American mining firms, along with Canadian, Australian, British and European companies, are scouring a region stretching through Indonesia, New Guinea, Fiji and south to New Zealand for gold. The countries are situated along a volcanic belt that geologists call the ring of fire.
“There is a lot of gold associated with this ring of fire,” explained John R. Parry, senior vice president of Newmont Mining Corp. in Denver. The frenzy of exploration efforts peaked last year. “A lot of the companies are now spending their time evaluating the properties they have, rather than purchasing new properties,” Parry said.
“Some $2 billion to $3 billion worth of mining projects are already under way in the Asia-Pacific region, and another $7 billion to $10 billion worth of projects are awaiting development or expansion,” said Allen L. Clark, director of the minerals policy program at the East-West Center’s Resources Systems Institute in Honolulu.
The U.S. government believes that there may be a greater role for American mining companies in the Pacific in minerals other than gold. Clark is heading a yearlong study funded by the U.S. Trade and Development Program to identify business opportunities in the Pacific region for American mining companies.
He said that although gold is the most sought-after mineral in the region, others to be tapped include nickel, platinum, aluminum, manganese, copper, tin, tantalum and titanium.
At least one huge gold project, Ok Tedi Mining Ltd. in Papua New Guinea, is now mined primarily for copper. “We completed gold ore mining in the third quarter in 1988 and switched to copper mining,” said Ralph E. Anderson, general manager for mining at Houston-based Amoco, which has an interest in Ok Tedi along with Broken Hill Proprietary Co. of Australia and three West German firms.
A byproduct of the copper smelting process is gold, which “is still a significant source of our revenues,” Anderson said. At peak production, Ok Tedi produced 500,000 ounces of gold a year.
The rush into the Pacific for gold began in the late 1970s, when gold prices shot up dramatically and the technology for gold retrieval, developed by U.S. firms, made it easier to extract the gold there.
The price of gold hit a record $878 an ounce in January, 1980, but plummeted below $478 two months later. Prices have averaged $420 for the past eight years, compared to $132 in the 1970s, according to Metals & Minerals Research Services, a London metals consultant group.

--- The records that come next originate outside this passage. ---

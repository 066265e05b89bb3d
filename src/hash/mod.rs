//! Content fingerprints for local files

use crate::types::SyncError;
use clap::ValueEnum;
use serde::Deserialize;
use std::fs::File;
use std::io::Read;
use std::path::Path;

/// Digest used to fingerprint local content.
///
/// Must match what the server reports as the entity tag, otherwise every
/// file looks changed and is re-transferred.
#[derive(Debug, Clone, Copy, PartialEq, Eq, Default, ValueEnum, Deserialize)]
#[serde(rename_all = "lowercase")]
pub enum HashAlgorithm {
    #[default]
    Md5,
    Blake3,
}

enum Hasher {
    Md5(md5::Context),
    Blake3(Box<blake3::Hasher>),
}

impl Hasher {
    fn new(algorithm: HashAlgorithm) -> Self {
        match algorithm {
            HashAlgorithm::Md5 => Hasher::Md5(md5::Context::new()),
            HashAlgorithm::Blake3 => Hasher::Blake3(Box::new(blake3::Hasher::new())),
        }
    }

    fn update(&mut self, data: &[u8]) {
        match self {
            Hasher::Md5(ctx) => ctx.consume(data),
            Hasher::Blake3(hasher) => {
                hasher.update(data);
            }
        }
    }

    fn finalize_hex(self) -> String {
        match self {
            Hasher::Md5(ctx) => format!("{:x}", ctx.compute()),
            Hasher::Blake3(hasher) => hasher.finalize().to_hex().to_string(),
        }
    }
}

/// Compute the lowercase hex digest of a file.
///
/// The file is streamed in 64KB chunks.
///
/// # Example
/// ```no_run
/// use davsync::hash::{compute_hash, HashAlgorithm};
/// use std::path::Path;
///
/// let digest = compute_hash(Path::new("file.txt"), HashAlgorithm::Md5)?;
/// # Ok::<(), davsync::types::SyncError>(())
/// ```
pub fn compute_hash(file_path: &Path, algorithm: HashAlgorithm) -> Result<String, SyncError> {
    let mut file = File::open(file_path)?;
    let mut hasher = Hasher::new(algorithm);
    let mut buffer = vec![0u8; 64 * 1024];

    loop {
        let bytes_read = file.read(&mut buffer)?;
        if bytes_read == 0 {
            break;
        }
        hasher.update(&buffer[..bytes_read]);
    }

    Ok(hasher.finalize_hex())
}

/// Hex digest of an in-memory buffer
pub fn hash_bytes(data: &[u8], algorithm: HashAlgorithm) -> String {
    let mut hasher = Hasher::new(algorithm);
    hasher.update(data);
    hasher.finalize_hex()
}

/// Strip the quoting and weak-validator prefix servers put around entity tags
pub fn normalize_etag(etag: &str) -> &str {
    let etag = etag.trim();
    let etag = etag.strip_prefix("W/").unwrap_or(etag);
    etag.trim_matches('"')
}

/// Compare a server entity tag against a local digest
pub fn etag_matches(etag: &str, digest: &str) -> bool {
    let etag = normalize_etag(etag);
    !etag.is_empty() && etag.eq_ignore_ascii_case(digest)
}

“Production has been increasing significantly in the last several years,” said John B. Roberts, managing director of Homestake Gold of Australia Ltd. in Adelaide. “Two things might start to level things out. The first is the fall of gold prices recently. Second, the decision by Australia to introduce corporate taxation on income from gold mining beginning in January, 1991. Up until now, income from gold has been tax-free. There will be some smaller operations that will not continue or go into production. The backbone of production will come from the larger corporations.”
Lihir Island, off Papua New Guinea, is expected to yield huge amounts of gold for its developers, BP Minerals America, formerly Kennecott, and its Australian partner Niugini Mining Ltd.
“There is no doubt that there is a significant gold find there,” said Frank L. Fisher, director of external affairs for BP Minerals in Salt Lake City. “But how much and how we’ll approach future development is unclear.”
The Porgera deposit in Papua New Guinea, a joint venture of Canadian and Australian interests, “is going to be one of the largest gold mines in the world,” according to Clark at the East-West Center. “It has reserves of about 77 million tons of ore, or four grams of gold per ton.”
Homestake’s Fortnum mine in Western Australia will yield 50,000 ounces of gold a year. The company, a unit of San Francisco-based Homestake Mining Co., is expanding its Kalgoorlie Mining Associates venture in Australia to increase gold production to 800,000 ounces a year by 1991 from its current 250,000 ounces. The expansion will make Kalgoorlie the world’s 10th-largest gold mine.